◆ WHAT YOU WILL DO: Repeat every entry below exactly as given.

Collected data
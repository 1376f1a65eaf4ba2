use crate::types::ExpressionCategory;

/// Resolves categories to asset paths under a fixed root.
#[derive(Debug, Clone)]
pub struct AssetResolver {
    root: String,
}

impl AssetResolver {
    pub fn new(root: impl Into<String>) -> Self {
        let root = root.into();
        let root = root.trim_end_matches('/').to_string();
        Self { root }
    }

    pub fn root(&self) -> &str {
        &self.root
    }

    pub fn file_name(category: ExpressionCategory) -> &'static str {
        match category {
            ExpressionCategory::Shock => "cat-shock.jpeg",
            ExpressionCategory::Tongue => "cat-tongue.jpeg",
            ExpressionCategory::Glare => "cat-glare.jpeg",
            ExpressionCategory::Default => "default-cat.jpeg",
        }
    }

    pub fn resolve(&self, category: ExpressionCategory) -> String {
        format!("{}/{}", self.root, Self::file_name(category))
    }

    /// Resolve a category by its wire label. Unknown labels get the
    /// `default` asset (same `.jpeg` extension as the other mappings).
    pub fn resolve_label(&self, label: &str) -> String {
        let category = label.parse::<ExpressionCategory>().unwrap_or_else(|_| {
            tracing::warn!(label, "unknown category label; using default asset");
            ExpressionCategory::Default
        });
        self.resolve(category)
    }
}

◆ RESULT OF THE EXERCISE:
repository 1376f1a65eaf4ba2
use crate::types::ExpressionCategory;

/// Resolves categories to asset paths under a fixed root.
#[derive(Debug, Clone)]
pub struct AssetResolver {
    root: String,
}

impl AssetResolver {
    pub fn new(root: impl Into<String>) -> Self {
        let root = root.into();
        let root = root.trim_end_matches('/').to_string();
        Self { root }
    }

    pub fn root(&self) -> &str {
        &self.root
    }

    pub fn file_name(category: ExpressionCategory) -> &'static str {
        match category {
            ExpressionCategory::Shock => "cat-shock.jpeg",
            ExpressionCategory::Tongue => "cat-tongue.jpeg",
            ExpressionCategory::Glare => "cat-glare.jpeg",
            ExpressionCategory::Default => "default-cat.jpeg",
        }
    }

    pub fn resolve(&self, category: ExpressionCategory) -> String {
        format!("{}/{}", self.root, Self::file_name(category))
    }

    /// Resolve a category by its wire label. Unknown labels get the
    /// `default` asset (same `.jpeg` extension as the other mappings).
    pub fn resolve_label(&self, label: &str) -> String {
        let category = label.parse::<ExpressionCategory>().unwrap_or_else(|_| {
            tracing::warn!(label, "unknown category label; using default asset");
            ExpressionCategory::Default
        });
        self.resolve(category)
    }
}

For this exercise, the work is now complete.